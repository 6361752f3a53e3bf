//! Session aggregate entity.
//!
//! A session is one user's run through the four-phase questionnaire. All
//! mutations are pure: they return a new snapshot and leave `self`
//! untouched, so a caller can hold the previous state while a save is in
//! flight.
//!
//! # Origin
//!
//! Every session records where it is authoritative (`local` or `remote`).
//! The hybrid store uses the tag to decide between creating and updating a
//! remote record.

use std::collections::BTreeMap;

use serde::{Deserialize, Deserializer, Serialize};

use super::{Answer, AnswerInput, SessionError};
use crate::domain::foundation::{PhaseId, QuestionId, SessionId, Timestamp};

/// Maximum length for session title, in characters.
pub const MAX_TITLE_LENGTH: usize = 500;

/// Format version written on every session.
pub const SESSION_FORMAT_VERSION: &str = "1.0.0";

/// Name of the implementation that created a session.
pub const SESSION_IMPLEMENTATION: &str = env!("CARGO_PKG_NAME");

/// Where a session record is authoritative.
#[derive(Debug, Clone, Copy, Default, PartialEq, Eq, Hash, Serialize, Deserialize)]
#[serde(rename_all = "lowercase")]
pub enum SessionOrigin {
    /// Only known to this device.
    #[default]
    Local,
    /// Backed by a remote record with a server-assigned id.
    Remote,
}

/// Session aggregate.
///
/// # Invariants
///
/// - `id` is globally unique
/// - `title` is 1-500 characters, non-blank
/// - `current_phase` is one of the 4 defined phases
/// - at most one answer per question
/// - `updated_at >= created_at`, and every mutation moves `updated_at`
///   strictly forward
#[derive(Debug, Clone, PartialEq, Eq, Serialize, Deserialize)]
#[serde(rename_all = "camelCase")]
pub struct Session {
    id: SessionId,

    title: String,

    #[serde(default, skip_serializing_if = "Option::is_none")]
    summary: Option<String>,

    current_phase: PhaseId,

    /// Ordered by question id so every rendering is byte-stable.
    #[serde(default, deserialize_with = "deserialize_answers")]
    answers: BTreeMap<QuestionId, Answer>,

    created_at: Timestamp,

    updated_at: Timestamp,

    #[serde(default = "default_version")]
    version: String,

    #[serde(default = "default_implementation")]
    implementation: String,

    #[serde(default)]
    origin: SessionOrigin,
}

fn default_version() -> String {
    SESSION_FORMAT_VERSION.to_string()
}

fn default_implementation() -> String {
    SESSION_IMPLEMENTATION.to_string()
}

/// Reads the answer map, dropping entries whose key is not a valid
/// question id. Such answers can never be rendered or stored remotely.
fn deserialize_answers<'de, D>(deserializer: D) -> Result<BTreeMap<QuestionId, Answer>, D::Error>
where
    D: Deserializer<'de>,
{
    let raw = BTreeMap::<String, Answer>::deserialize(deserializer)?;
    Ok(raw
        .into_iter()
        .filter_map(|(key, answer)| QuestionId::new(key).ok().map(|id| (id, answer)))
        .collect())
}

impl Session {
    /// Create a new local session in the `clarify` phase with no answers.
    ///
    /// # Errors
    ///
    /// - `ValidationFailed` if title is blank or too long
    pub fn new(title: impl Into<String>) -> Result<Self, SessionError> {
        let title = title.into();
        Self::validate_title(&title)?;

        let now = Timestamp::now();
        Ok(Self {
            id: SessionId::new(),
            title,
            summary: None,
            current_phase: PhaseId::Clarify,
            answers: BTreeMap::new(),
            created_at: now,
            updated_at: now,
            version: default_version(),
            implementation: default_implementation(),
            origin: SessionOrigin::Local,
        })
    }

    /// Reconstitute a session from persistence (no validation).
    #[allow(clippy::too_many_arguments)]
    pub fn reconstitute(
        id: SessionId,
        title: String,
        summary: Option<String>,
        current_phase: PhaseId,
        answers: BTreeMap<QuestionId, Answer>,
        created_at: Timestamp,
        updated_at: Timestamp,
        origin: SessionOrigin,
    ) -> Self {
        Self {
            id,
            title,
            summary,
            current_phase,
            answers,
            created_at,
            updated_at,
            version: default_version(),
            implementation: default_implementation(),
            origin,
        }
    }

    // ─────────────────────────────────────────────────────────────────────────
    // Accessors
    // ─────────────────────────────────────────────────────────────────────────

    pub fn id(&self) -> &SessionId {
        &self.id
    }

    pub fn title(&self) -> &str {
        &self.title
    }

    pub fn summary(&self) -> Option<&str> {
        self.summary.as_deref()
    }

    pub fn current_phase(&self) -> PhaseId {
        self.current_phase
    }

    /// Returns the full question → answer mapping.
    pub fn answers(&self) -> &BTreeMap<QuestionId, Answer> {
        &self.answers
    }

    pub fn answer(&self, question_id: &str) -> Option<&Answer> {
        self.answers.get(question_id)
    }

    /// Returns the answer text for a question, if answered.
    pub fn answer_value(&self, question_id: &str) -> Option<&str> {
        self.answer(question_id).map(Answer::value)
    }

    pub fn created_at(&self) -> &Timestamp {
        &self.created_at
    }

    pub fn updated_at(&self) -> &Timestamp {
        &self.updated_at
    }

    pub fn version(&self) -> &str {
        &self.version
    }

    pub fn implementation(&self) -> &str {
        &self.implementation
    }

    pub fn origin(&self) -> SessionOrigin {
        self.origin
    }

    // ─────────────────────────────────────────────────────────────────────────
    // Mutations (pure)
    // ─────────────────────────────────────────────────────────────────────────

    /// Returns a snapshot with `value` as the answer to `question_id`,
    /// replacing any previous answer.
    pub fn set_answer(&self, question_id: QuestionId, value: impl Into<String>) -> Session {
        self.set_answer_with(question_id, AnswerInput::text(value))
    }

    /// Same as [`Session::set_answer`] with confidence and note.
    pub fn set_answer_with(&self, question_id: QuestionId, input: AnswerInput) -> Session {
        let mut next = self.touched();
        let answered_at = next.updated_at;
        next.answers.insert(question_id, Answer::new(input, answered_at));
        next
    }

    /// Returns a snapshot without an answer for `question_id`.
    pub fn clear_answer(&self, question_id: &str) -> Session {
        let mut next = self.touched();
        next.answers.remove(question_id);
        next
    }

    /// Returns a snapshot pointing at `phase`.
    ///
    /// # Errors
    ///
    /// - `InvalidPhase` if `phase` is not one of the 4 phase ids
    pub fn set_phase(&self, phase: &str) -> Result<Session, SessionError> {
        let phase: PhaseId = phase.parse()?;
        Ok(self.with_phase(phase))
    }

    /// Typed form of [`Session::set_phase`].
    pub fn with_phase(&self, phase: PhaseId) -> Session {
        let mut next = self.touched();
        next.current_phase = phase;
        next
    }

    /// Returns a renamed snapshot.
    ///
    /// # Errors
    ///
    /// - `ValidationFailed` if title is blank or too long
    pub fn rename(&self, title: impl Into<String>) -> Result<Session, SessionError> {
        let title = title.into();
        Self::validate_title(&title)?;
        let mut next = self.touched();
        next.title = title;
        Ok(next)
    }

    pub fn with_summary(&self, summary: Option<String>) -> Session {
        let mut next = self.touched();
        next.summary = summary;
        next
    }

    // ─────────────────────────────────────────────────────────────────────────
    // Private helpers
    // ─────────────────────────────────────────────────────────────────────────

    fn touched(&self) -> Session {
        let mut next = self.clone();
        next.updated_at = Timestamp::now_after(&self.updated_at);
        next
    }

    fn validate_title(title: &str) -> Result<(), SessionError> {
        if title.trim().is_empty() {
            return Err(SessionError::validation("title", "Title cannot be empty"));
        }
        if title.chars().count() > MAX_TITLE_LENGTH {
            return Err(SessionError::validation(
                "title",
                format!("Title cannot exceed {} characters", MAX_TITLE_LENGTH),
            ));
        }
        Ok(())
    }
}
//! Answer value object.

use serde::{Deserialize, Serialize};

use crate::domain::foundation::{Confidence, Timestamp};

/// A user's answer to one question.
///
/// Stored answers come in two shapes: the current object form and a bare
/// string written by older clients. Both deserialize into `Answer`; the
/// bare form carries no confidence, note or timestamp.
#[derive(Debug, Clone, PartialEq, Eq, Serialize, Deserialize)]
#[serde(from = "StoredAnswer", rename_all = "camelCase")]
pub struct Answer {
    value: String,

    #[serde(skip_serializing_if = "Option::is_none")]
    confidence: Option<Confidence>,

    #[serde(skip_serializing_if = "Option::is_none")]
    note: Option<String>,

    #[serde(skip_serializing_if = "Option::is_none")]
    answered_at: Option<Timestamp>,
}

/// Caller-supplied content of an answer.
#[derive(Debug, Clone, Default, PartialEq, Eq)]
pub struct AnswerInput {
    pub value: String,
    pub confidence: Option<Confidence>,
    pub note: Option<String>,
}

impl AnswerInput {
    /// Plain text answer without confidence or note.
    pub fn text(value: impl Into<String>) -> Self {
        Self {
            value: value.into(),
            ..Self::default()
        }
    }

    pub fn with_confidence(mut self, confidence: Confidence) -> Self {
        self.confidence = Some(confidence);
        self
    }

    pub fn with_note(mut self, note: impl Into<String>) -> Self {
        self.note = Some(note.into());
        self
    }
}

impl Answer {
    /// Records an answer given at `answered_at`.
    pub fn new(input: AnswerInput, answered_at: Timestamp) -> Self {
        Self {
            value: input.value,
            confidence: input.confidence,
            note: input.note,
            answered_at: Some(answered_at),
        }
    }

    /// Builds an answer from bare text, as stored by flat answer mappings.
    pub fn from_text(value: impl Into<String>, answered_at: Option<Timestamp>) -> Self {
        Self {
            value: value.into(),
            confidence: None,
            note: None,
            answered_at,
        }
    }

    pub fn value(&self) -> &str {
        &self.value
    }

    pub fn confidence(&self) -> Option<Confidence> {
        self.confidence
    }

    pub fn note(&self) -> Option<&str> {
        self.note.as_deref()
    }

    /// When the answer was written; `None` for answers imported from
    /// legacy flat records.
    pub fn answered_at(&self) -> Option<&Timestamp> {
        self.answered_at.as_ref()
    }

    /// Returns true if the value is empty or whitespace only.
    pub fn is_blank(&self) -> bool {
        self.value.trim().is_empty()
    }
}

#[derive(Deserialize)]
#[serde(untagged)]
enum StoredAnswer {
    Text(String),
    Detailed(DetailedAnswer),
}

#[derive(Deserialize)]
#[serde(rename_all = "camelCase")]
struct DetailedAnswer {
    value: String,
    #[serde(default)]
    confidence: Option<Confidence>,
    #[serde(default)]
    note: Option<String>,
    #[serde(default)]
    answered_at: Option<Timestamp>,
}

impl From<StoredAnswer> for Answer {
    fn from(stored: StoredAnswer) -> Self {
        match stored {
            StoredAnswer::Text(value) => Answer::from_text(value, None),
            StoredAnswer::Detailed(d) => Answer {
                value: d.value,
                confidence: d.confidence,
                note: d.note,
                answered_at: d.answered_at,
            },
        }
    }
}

══════════════════════════════

EXERCISE INSTRUCTIONS.
Take every line above that includes the string "written" and return it.

TASK ANSWER.
/// Format version written on every session.
/// string written by older clients. Both deserialize into `Answer`; the
    /// When the answer was written; `None` for answers imported from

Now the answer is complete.